Among the entries below, find all lines that include "struct" and copy them.

**********

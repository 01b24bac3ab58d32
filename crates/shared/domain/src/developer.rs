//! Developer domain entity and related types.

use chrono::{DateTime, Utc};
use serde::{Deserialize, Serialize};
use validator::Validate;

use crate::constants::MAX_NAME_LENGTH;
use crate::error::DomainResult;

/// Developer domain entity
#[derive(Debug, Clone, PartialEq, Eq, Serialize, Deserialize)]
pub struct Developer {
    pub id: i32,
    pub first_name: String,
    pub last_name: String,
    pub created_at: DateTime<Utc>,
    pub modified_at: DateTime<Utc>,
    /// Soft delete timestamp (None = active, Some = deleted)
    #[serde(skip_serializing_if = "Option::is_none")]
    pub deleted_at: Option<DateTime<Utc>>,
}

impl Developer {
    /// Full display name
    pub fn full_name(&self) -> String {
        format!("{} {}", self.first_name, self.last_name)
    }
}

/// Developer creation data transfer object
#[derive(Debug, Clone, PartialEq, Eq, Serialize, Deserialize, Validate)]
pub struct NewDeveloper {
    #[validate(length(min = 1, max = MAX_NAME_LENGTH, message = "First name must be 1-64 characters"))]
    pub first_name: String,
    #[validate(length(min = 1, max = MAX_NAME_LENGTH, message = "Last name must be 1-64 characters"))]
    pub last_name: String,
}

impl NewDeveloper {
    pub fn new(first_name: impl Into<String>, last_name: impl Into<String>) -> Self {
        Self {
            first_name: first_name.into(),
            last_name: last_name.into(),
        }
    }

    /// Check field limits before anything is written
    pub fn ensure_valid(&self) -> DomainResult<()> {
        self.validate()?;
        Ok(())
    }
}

**********

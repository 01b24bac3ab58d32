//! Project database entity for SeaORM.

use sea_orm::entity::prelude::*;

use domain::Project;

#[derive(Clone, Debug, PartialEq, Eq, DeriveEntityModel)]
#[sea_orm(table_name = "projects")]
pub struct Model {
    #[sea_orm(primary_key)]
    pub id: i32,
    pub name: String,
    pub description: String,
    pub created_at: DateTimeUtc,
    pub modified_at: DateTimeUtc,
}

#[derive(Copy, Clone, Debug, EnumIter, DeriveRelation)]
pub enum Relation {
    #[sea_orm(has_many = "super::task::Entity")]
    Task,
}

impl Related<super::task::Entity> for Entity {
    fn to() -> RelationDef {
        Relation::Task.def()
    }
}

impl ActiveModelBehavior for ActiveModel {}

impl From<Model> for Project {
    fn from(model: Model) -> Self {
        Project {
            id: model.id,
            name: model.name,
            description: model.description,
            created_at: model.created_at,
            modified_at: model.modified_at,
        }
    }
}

**********

◆ Exercise solution ◆
pub struct Developer {
pub struct NewDeveloper {
pub struct Model {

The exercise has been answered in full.